Di Turi, kami mengunjungi perempuan paruh baya bernama Anna yang merintis pertanian organiknya setelah merapi melanda. Walau tidak ada latar belakang pertanian, Anna berhasil mendirikan Kelompok Wanita Tani bernama Muda Jaya di kampunya yang belakangan didukung oleh dinas terkait. Di halaman rumahnya berbagai jenis sayur mayur tumbuh subur dalam polybag. Bahkan ibu Anna mulai mengembangkan mina padi, yaitu menanam padi dalam polybag.
Ibu Ana saat berbincang dengan peserta kunjungan |
Mina Padi, menanam padi dalam polybag |
Ibu Anna adalah sosok penggerak sederhana dan ramah.

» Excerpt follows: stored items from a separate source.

//! Type declaration generation
//!
//! Turns a binding registry into a TypeScript-style `interface Env`
//! block: one field per binding, grouped by category with a comment
//! header per group. Output is deterministic for a given registry
//! (category groups in first-appearance order, insertion order within
//! a group), so generated output can be diffed across runs.

use crate::bindings::{BindingCategory, BindingRegistry};

/// Generate the `interface Env` declaration block
pub fn generate_env_interface(registry: &BindingRegistry) -> String {
    let mut out = String::new();
    out.push_str("interface Env {\n");

    for category in categories_in_order(registry) {
        out.push_str(&format!("  // {}\n", category.group_label()));
        for record in registry.iter().filter(|r| r.category == category) {
            out.push_str(&format!("  {}: {};\n", record.name, category.ts_type()));
        }
    }

    out.push_str("}\n");
    out
}

/// Categories present in the registry, ordered by first appearance
fn categories_in_order(registry: &BindingRegistry) -> Vec<BindingCategory> {
    let mut seen = Vec::new();
    for record in registry.iter() {
        if !seen.contains(&record.category) {
            seen.push(record.category);
        }
    }
    seen
}

#[cfg(test)]
mod tests {
    use super::*;
    use crate::bindings::{parse_manifest, BindingRecord};

    #[test]
    fn test_two_bindings_two_fields_in_declaration_order() {
        let mut registry = BindingRegistry::default();
        registry.push(BindingRecord::new("CACHE", BindingCategory::KvStore));
        registry.push(BindingRecord::new("DB", BindingCategory::Database));

        let block = generate_env_interface(&registry);
        let cache_pos = block.find("CACHE: KeyValueStore;").unwrap();
        let db_pos = block.find("DB: RelationalDatabase;").unwrap();
        assert!(cache_pos < db_pos);
        assert_eq!(block.matches(": ").count(), 2);
    }

    #[test]
    fn test_vars_are_string_typed() {
        let mut registry = BindingRegistry::default();
        registry.push(BindingRecord::new("API_BASE", BindingCategory::Var));
        let block = generate_env_interface(&registry);
        assert!(block.contains("  API_BASE: string;"));
        assert!(block.contains("// Variables"));
    }

    #[test]
    fn test_groups_carry_comment_headers() {
        let mut registry = BindingRegistry::default();
        registry.push(BindingRecord::new("CACHE", BindingCategory::KvStore));
        registry.push(BindingRecord::new("SESSIONS", BindingCategory::KvStore));
        registry.push(BindingRecord::new("DB", BindingCategory::Database));

        let block = generate_env_interface(&registry);
        assert_eq!(block.matches("// Key-value namespaces").count(), 1);
        assert_eq!(block.matches("// Relational databases").count(), 1);
        // both KV fields sit under one header
        let header = block.find("// Key-value namespaces").unwrap();
        let db_header = block.find("// Relational databases").unwrap();
        let sessions = block.find("SESSIONS:").unwrap();
        assert!(header < sessions && sessions < db_header);
    }

    #[test]
    fn test_generation_is_deterministic() {
        let manifest = r#"
[[kv_namespaces]]
binding = "CACHE"
id = "a"

[vars]
MODE = "production"
"#;
        let registry = parse_manifest(manifest);
        let first = generate_env_interface(&registry);
        let second = generate_env_interface(&registry);
        assert_eq!(first, second);
    }

    #[test]
    fn test_empty_registry_yields_empty_interface() {
        let block = generate_env_interface(&BindingRegistry::default());
        assert_eq!(block, "interface Env {\n}\n");
    }
}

Selama berbincang, dia tidak pernah melebih-lebihkan kemampuannya bercocok tanam. Bahkan dalam satu kesempatan dia berkata "saya tidak ingin pura-pura tahu, jadi apa yang saya sampaikan adalah apa yang saya praktekan". Hal itu disampaikannya ketika peserta sangat antusias menanyakan topik yang tidak dikuasainya. Dilihat dari caranya menyambut peserta, aku tidak heran kalau tetangga kanan kirinya mempraktekan apa yang dikerjakannya. Memanfaatkan pekarangan rumah untuk menanam sayur mayur.

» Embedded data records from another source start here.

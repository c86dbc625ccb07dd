//! edgelint - static analysis and type generation for edge-worker projects
//!
//! This library walks a project tree, applies declarative rule profiles
//! to source code, parses the worker manifest and SQL schema dialects,
//! validates the parsed models, and renders unified reports plus
//! generated type declarations for the binding environment.

pub mod bindings;
pub mod cli;
pub mod codegen;
pub mod config;
pub mod engine;
pub mod report;
pub mod rules;
pub mod schema;
pub mod walker;
pub mod xref;

/// Re-export commonly used types
pub use bindings::{BindingCategory, BindingRecord, BindingRegistry};
pub use engine::{PatternEngine, ScanError, ScanOutcome};
pub use report::ScanReport;
pub use rules::{Rule, RuleCategory, RuleProfile, Severity, Violation};
pub use schema::{ParsedIndex, ParsedTable, SchemaModel};
pub use walker::SourceWalker;

/// Application-wide error type
pub use anyhow::Result;

/// Version information
pub const VERSION: &str = env!("CARGO_PKG_VERSION");
pub const APP_NAME: &str = "edgelint";
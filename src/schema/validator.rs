//! Schema validation
//!
//! Checks a parsed schema model against the declarative expectation
//! table and emits the same [`Violation`] shape the lexical engine
//! produces, so one report formatter serves both analysis modes.

use super::rules::rule_for;
use super::{parse_sql, SchemaModel};
use crate::engine::PatternEngine;
use crate::rules::{schema_dialect_rules, RuleCategory, Severity, Violation};

/// Validate a schema model against the static expectation table
///
/// `file` names the source the model came from and is carried into the
/// violations for reporting.
pub fn validate_schema(model: &SchemaModel, file: &str) -> Vec<Violation> {
    let mut violations = Vec::new();

    for table in &model.tables {
        let Some(rule) = rule_for(&table.name) else {
            // no expectations declared for this table
            continue;
        };

        for column in rule.required_columns {
            if !table.has_column(column) {
                violations.push(gap(
                    file,
                    Severity::Critical,
                    "missing_required_column",
                    format!("Table '{}' is missing required column '{}'", table.name, column),
                    format!("ALTER TABLE {} ADD COLUMN {} TEXT;", table.name, column),
                    &table.name,
                ));
            }
        }

        for column in rule.recommended_columns {
            if !table.has_column(column) {
                violations.push(gap(
                    file,
                    Severity::Warning,
                    "missing_recommended_column",
                    format!(
                        "Table '{}' is missing recommended column '{}'",
                        table.name, column
                    ),
                    format!("ALTER TABLE {} ADD COLUMN {} TEXT;", table.name, column),
                    &table.name,
                ));
            }
        }

        let existing = model.indexes_on(&table.name);
        for index_rule in rule.required_indexes {
            let covered = existing.iter().any(|idx| idx.covers(index_rule.columns));
            if covered {
                continue;
            }
            let severity = if index_rule.optional {
                Severity::Info
            } else {
                Severity::Warning
            };
            let column_list = index_rule.columns.join(", ");
            violations.push(gap(
                file,
                severity,
                "missing_index",
                format!(
                    "Table '{}' has no index on ({}): {}",
                    table.name, column_list, index_rule.reason
                ),
                format!(
                    "CREATE INDEX idx_{}_{} ON {} ({});",
                    table.name,
                    index_rule.columns.join("_"),
                    table.name,
                    column_list
                ),
                &table.name,
            ));
        }
    }

    violations
}

/// Full analysis of one DDL file: dialect line rules through the shared
/// engine, then shape validation of the parsed model
pub fn analyze_sql(file: &str, text: &str) -> Vec<Violation> {
    let engine = PatternEngine::new(schema_dialect_rules());
    let mut violations = engine.scan_text(file, text);
    let model = parse_sql(text);
    violations.extend(validate_schema(&model, file));
    violations
}

fn gap(
    file: &str,
    severity: Severity,
    code: &str,
    message: String,
    fix: String,
    table: &str,
) -> Violation {
    Violation {
        file: file.to_string(),
        line: 1,
        column: None,
        snippet: String::new(),
        code: code.to_string(),
        category: RuleCategory::SchemaGap,
        severity,
        message,
        fix,
        context: Some(table.to_string()),
    }
}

Pemandangan pekarangan tetangga Ibu Anna |
Selanjutnya kami berkunjung ke Perkebunan milik Tani Organik Merapi (TOM) di Pakem yang bekerjasama dengan petani lokal yang belakangan diberi nama Gemilang. Keduanya merintis perkebunan organik. Berbeda dengan Ibu Anna, kelompok ini dirintis sepenuhnya secara profesional. Digawangi oleh dua orang perintis, TOM kemudian menawarkan kerjasama dengan Gemilang pemilik lahan. Sampai hari ini, TOM berhasil memasarkan produknya di supermarket wilayah DIY dan Jateng.

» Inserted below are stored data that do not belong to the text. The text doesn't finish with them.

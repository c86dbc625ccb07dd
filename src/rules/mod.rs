//! Rule model and static rule profiles
//!
//! A rule is a named detection unit: a regex pattern plus metadata
//! (category, severity, message, suggested fix). Rules are immutable
//! data, declared once in static tables and grouped into profiles.

mod profiles;

pub use profiles::{
    all_source_rules, cache_consistency_rules, runtime_compatibility_rules,
    schema_dialect_rules, secret_detection_rules,
};

use regex::Regex;
use serde::{Deserialize, Serialize};

/// Severity level of a violation
#[derive(Debug, Clone, Copy, PartialEq, Eq, PartialOrd, Ord, Serialize, Deserialize)]
#[serde(rename_all = "lowercase")]
pub enum Severity {
    /// Info: advisory, no action required
    Info,
    /// Warning: should be fixed, does not block
    Warning,
    /// Critical: blocks the check gate
    Critical,
}

impl std::fmt::Display for Severity {
    fn fmt(&self, f: &mut std::fmt::Formatter<'_>) -> std::fmt::Result {
        match self {
            Severity::Critical => write!(f, "CRITICAL"),
            Severity::Warning => write!(f, "WARNING"),
            Severity::Info => write!(f, "INFO"),
        }
    }
}

impl Severity {
    /// Parse a severity name as given on the command line
    pub fn parse(s: &str) -> Option<Self> {
        match s.to_lowercase().as_str() {
            "critical" => Some(Severity::Critical),
            "warning" | "warn" => Some(Severity::Warning),
            "info" => Some(Severity::Info),
            _ => None,
        }
    }
}

/// Category of a rule (closed set)
#[derive(Debug, Clone, Copy, PartialEq, Eq, Hash, Serialize, Deserialize)]
#[serde(rename_all = "kebab-case")]
pub enum RuleCategory {
    /// Use of a host API that does not exist in the worker runtime
    PlatformApiMisuse,
    /// Pattern that assumes stronger consistency than the platform gives
    ConsistencyAntiPattern,
    /// Credential or secret material exposed in source
    SecretExposure,
    /// SQL that uses another dialect's syntax
    SchemaDialectError,
    /// Declared schema missing an expected column or index
    SchemaGap,
}

impl std::fmt::Display for RuleCategory {
    fn fmt(&self, f: &mut std::fmt::Formatter<'_>) -> std::fmt::Result {
        let name = match self {
            RuleCategory::PlatformApiMisuse => "platform-api-misuse",
            RuleCategory::ConsistencyAntiPattern => "consistency-anti-pattern",
            RuleCategory::SecretExposure => "secret-exposure",
            RuleCategory::SchemaDialectError => "schema-dialect-error",
            RuleCategory::SchemaGap => "schema-gap",
        };
        write!(f, "{}", name)
    }
}

impl RuleCategory {
    /// Parse a category name as given on the command line
    pub fn parse(s: &str) -> Option<Self> {
        match s.to_lowercase().as_str() {
            "platform-api-misuse" => Some(RuleCategory::PlatformApiMisuse),
            "consistency-anti-pattern" => Some(RuleCategory::ConsistencyAntiPattern),
            "secret-exposure" => Some(RuleCategory::SecretExposure),
            "schema-dialect-error" => Some(RuleCategory::SchemaDialectError),
            "schema-gap" => Some(RuleCategory::SchemaGap),
            _ => None,
        }
    }
}

/// A single detection rule
///
/// The regex crate has no lookaround, so rules that mean "X without Y on
/// the same line" carry a second pattern in `unless`: a line that matches
/// both produces no violation.
#[derive(Debug, Clone)]
pub struct Rule {
    /// Stable identifier, reported as `code` in JSON output
    pub id: &'static str,
    /// Category of the rule
    pub category: RuleCategory,
    /// Severity assigned to every violation of this rule
    pub severity: Severity,
    /// Pattern whose match constitutes a violation
    pub pattern: Regex,
    /// Suppressing pattern: no violation on lines that also match this
    pub unless: Option<Regex>,
    /// Human description of what is wrong
    pub message: &'static str,
    /// Suggested remediation
    pub fix: &'static str,
}

impl Rule {
    /// Evaluate this rule against one line, returning the byte offset of
    /// the first match if the rule fires
    pub fn first_match(&self, line: &str) -> Option<usize> {
        let m = self.pattern.find(line)?;
        if let Some(ref unless) = self.unless {
            if unless.is_match(line) {
                return None;
            }
        }
        Some(m.start())
    }
}

/// A named, ordered collection of rules applied together for one scan
#[derive(Debug, Clone)]
pub struct RuleProfile {
    pub name: &'static str,
    pub rules: Vec<Rule>,
}

impl RuleProfile {
    /// Look up a profile by its command-line name
    pub fn by_name(name: &str) -> Option<Self> {
        match name {
            "runtime-compatibility" => Some(runtime_compatibility_rules()),
            "cache-consistency" => Some(cache_consistency_rules()),
            "secret-detection" => Some(secret_detection_rules()),
            "schema-dialect" => Some(schema_dialect_rules()),
            "all" => Some(all_source_rules()),
            _ => None,
        }
    }

    /// Names accepted by [`RuleProfile::by_name`]
    pub fn names() -> &'static [&'static str] {
        &[
            "all",
            "runtime-compatibility",
            "cache-consistency",
            "secret-detection",
            "schema-dialect",
        ]
    }
}

/// A single reported instance of a rule matching a location
#[derive(Debug, Clone, Serialize, Deserialize)]
pub struct Violation {
    /// Path of the file the violation was found in
    pub file: String,
    /// 1-based line number
    pub line: usize,
    /// Byte offset of the match within the line, when known
    #[serde(skip_serializing_if = "Option::is_none")]
    pub column: Option<usize>,
    /// Offending text, trimmed and truncated
    pub snippet: String,
    /// Rule identifier
    pub code: String,
    /// Rule category
    #[serde(rename = "type")]
    pub category: RuleCategory,
    /// Severity of the violation
    pub severity: Severity,
    /// Human description
    pub message: String,
    /// Suggested remediation
    pub fix: String,
    /// Extra free text, e.g. a table name
    #[serde(skip_serializing_if = "Option::is_none")]
    pub context: Option<String>,
}

/// Maximum length of a reported snippet
const SNIPPET_MAX: usize = 120;

impl Violation {
    /// Create a violation from a rule firing on one line
    pub fn from_rule(rule: &Rule, file: &str, line: usize, column: usize, text: &str) -> Self {
        Self {
            file: file.to_string(),
            line,
            column: Some(column),
            snippet: truncate_snippet(text),
            code: rule.id.to_string(),
            category: rule.category,
            severity: rule.severity,
            message: rule.message.to_string(),
            fix: rule.fix.to_string(),
            context: None,
        }
    }

    /// Attach extra context (e.g. a table name)
    pub fn with_context(mut self, context: &str) -> Self {
        self.context = Some(context.to_string());
        self
    }
}

/// Trim and truncate a source line for display
fn truncate_snippet(text: &str) -> String {
    let trimmed = text.trim();
    if trimmed.len() <= SNIPPET_MAX {
        return trimmed.to_string();
    }
    let mut end = SNIPPET_MAX;
    while !trimmed.is_char_boundary(end) {
        end -= 1;
    }
    format!("{}...", &trimmed[..end])
}

#[cfg(test)]
mod tests {
    use super::*;

    #[test]
    fn test_severity_ordering() {
        assert!(Severity::Critical > Severity::Warning);
        assert!(Severity::Warning > Severity::Info);
    }

    #[test]
    fn test_severity_parse() {
        assert_eq!(Severity::parse("critical"), Some(Severity::Critical));
        assert_eq!(Severity::parse("WARN"), Some(Severity::Warning));
        assert_eq!(Severity::parse("bogus"), None);
    }

    #[test]
    fn test_profile_lookup() {
        for name in RuleProfile::names() {
            let profile = RuleProfile::by_name(name).unwrap();
            assert!(!profile.rules.is_empty(), "profile {} is empty", name);
        }
        assert!(RuleProfile::by_name("nope").is_none());
    }

    #[test]
    fn test_every_rule_has_message_and_fix() {
        for name in RuleProfile::names() {
            for rule in RuleProfile::by_name(name).unwrap().rules {
                assert!(!rule.message.is_empty(), "rule {} has no message", rule.id);
                assert!(!rule.fix.is_empty(), "rule {} has no fix", rule.id);
            }
        }
    }

    #[test]
    fn test_unless_suppresses_match() {
        let rule = Rule {
            id: "test_drop",
            category: RuleCategory::SchemaDialectError,
            severity: Severity::Warning,
            pattern: Regex::new(r"(?i)\bdrop\s+table\b").unwrap(),
            unless: Some(Regex::new(r"(?i)if\s+exists").unwrap()),
            message: "drop",
            fix: "add IF EXISTS",
        };
        assert!(rule.first_match("DROP TABLE users;").is_some());
        assert!(rule.first_match("DROP TABLE IF EXISTS users;").is_none());
    }

    #[test]
    fn test_snippet_truncation() {
        let long = "x".repeat(200);
        let snippet = truncate_snippet(&long);
        assert!(snippet.len() <= SNIPPET_MAX + 3);
        assert!(snippet.ends_with("..."));
    }

    #[test]
    fn test_violation_serializes_category_as_type() {
        let mut profile = runtime_compatibility_rules();
        let rule = profile.rules.remove(0);
        let v = Violation::from_rule(&rule, "a.ts", 1, 0, "bad line");
        let json = serde_json::to_value(&v).unwrap();
        assert!(json.get("type").is_some());
        assert!(json.get("category").is_none());
        assert_eq!(json["line"], 1);
    }
}
//! DDL dialect parser
//!
//! Hand-written parser for the schema subset the platform tooling emits:
//! `CREATE TABLE [IF NOT EXISTS] name (...)` and
//! `CREATE [UNIQUE] INDEX [IF NOT EXISTS] name ON table (...)`.
//! Comments are stripped, statements split on semicolons, and each
//! statement tried against both forms independently; anything else
//! (INSERT, ALTER, ...) is ignored. Identifiers are lower-cased because
//! the target dialect is case-insensitive.

use super::{ParsedIndex, ParsedTable, SchemaModel};
use regex::Regex;

/// Parse DDL text into a schema model; never errors
pub fn parse_sql(sql: &str) -> SchemaModel {
    let table_re = Regex::new(
        r#"(?is)^\s*create\s+table\s+(?:if\s+not\s+exists\s+)?["'`\[]?([A-Za-z_][\w]*)["'`\]]?\s*\("#,
    )
    .expect("table pattern compiles");
    let index_re = Regex::new(
        r#"(?is)^\s*create\s+(unique\s+)?index\s+(?:if\s+not\s+exists\s+)?["'`\[]?([A-Za-z_][\w]*)["'`\]]?\s+on\s+["'`\[]?([A-Za-z_][\w]*)["'`\]]?\s*\(([^)]*)\)"#,
    )
    .expect("index pattern compiles");

    let stripped = strip_comments(sql);
    let mut model = SchemaModel::default();

    for statement in stripped.split(';') {
        if statement.trim().is_empty() {
            continue;
        }
        if let Some(caps) = table_re.captures(statement) {
            let name = caps[1].to_lowercase();
            let body = body_of(statement).unwrap_or_default();
            model.tables.push(ParsedTable {
                name,
                columns: parse_columns(&body),
                raw: statement.trim().to_string(),
            });
            continue;
        }
        if let Some(caps) = index_re.captures(statement) {
            model.indexes.push(ParsedIndex {
                name: caps[2].to_lowercase(),
                table: caps[3].to_lowercase(),
                columns: caps[4]
                    .split(',')
                    .map(unquote_identifier)
                    .filter(|c| !c.is_empty())
                    .collect(),
                unique: caps.get(1).is_some(),
            });
        }
        // neither form: not a schema statement, skip
    }
    model
}

/// Remove `--` line comments and `/* */` block comments
fn strip_comments(sql: &str) -> String {
    let block = Regex::new(r"(?s)/\*.*?\*/").expect("block comment pattern compiles");
    let without_blocks = block.replace_all(sql, " ");
    without_blocks
        .lines()
        .map(|line| line.split("--").next().unwrap_or(line))
        .collect::<Vec<_>>()
        .join("\n")
}

/// Text between the outermost parentheses of a statement
fn body_of(statement: &str) -> Option<String> {
    let start = statement.find('(')?;
    let end = statement.rfind(')')?;
    (start < end).then(|| statement[start + 1..end].to_string())
}

/// Leading tokens that mark a table-level constraint rather than a column
const CONSTRAINT_TOKENS: &[&str] = &["primary", "foreign", "unique", "check", "constraint"];

/// Split a CREATE TABLE body on top-level commas and keep column lines
fn parse_columns(body: &str) -> Vec<(String, String)> {
    let mut columns = Vec::new();
    for part in split_top_level(body) {
        let part = part.trim();
        if part.is_empty() {
            continue;
        }
        let mut tokens = part.split_whitespace();
        let Some(first) = tokens.next() else { continue };
        if CONSTRAINT_TOKENS.contains(&first.to_lowercase().as_str()) {
            continue;
        }
        let name = unquote_identifier(first);
        let declared_type = tokens.next().map(|t| t.to_uppercase()).unwrap_or_default();
        columns.push((name, declared_type));
    }
    columns
}

/// Split on commas not nested inside parentheses (CHECK(...), DECIMAL(10,2))
fn split_top_level(body: &str) -> Vec<String> {
    let mut parts = Vec::new();
    let mut depth = 0usize;
    let mut current = String::new();
    for ch in body.chars() {
        match ch {
            '(' => {
                depth += 1;
                current.push(ch);
            }
            ')' => {
                depth = depth.saturating_sub(1);
                current.push(ch);
            }
            ',' if depth == 0 => {
                parts.push(current.clone());
                current.clear();
            }
            _ => current.push(ch),
        }
    }
    if !current.trim().is_empty() {
        parts.push(current);
    }
    parts
}

/// Lower-case an identifier and drop any quoting characters
fn unquote_identifier(raw: &str) -> String {
    raw.trim()
        .trim_matches(|c| matches!(c, '"' | '\'' | '`' | '[' | ']'))
        .to_lowercase()
}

Sampai di sini aku belajar tentang menjadi akrab dengan alam. Pengelola menerangkan bagaimana alam sangat ramah jika kita benar-benar mengenalnya. Salah satunya terbukti dalam pertanian organik. Metode pertanian yang sama sekali tidak memakai bahan kimia ini memanfaatkan apa yang ada di sekitar untuk menjaga kualitas hasil taninya tetap baik. Salah satu yang menarik adalah kehadiran beberapa jenis bunga. Diantaranya Bunga Matahari dan Kenikir di sepanjang pematang sawah dan ladang. Begitu ditanya, pengelola menyampaikan bunga-bunga yang ditanam dan liar itu berguna untuk mengalihkan hama dari sayur mayur mereka. Selain itu, untuk menyaring zat kimia dalam air yang dialirkan ke lahan, pengelola menanam gerombolan pisang berbatang ungu. Bibit Bunga Kenikir sendiri bisa diolah dan difermentasikan menjadi ramuan pencegah jamur di tanaman.
Pisang berbatang ungu |
Bunga Kenikir |
Ini jadi semacam keniscayaan nyata untuk teori bernama "simbiosis mutualisme". Satu hal saling memberi manfaat. Bunga untuk sayur, sayur untuk kehidupan manusia. Betapa sederhana cara alam mengajarkan kita akan pentingnya eksistensi mereka. Bahkan lele fementasipun bisa berguna untuk menyuburkan tanaman cabe di satu sudut perkebunan itu.
Seandainya aku mengenal alam lebih intim lagi, tak ada namanya ketergantungan pada pasar. Lahan sekecil apapun bisa dimanfaatkan untuk menanam apa-apa yang menjadi kebutuhan sehari-hari. Ibu Anna dan Para Petani di TOM Gemilang adalah salah satu dari mereka yang sudah erat dengan alam. Erat dengan apa yang dijejak mereka setiap hari. Ada tekad yang tersisa dalam benakku. Tekad untuk mencoba satu saja dengan metode organik yang paling sederhana :D :D. Kalau tidak sempat, belilah di super market terdekat. Akan kita temui produk sayuran organik, dan milik anak negeri pula.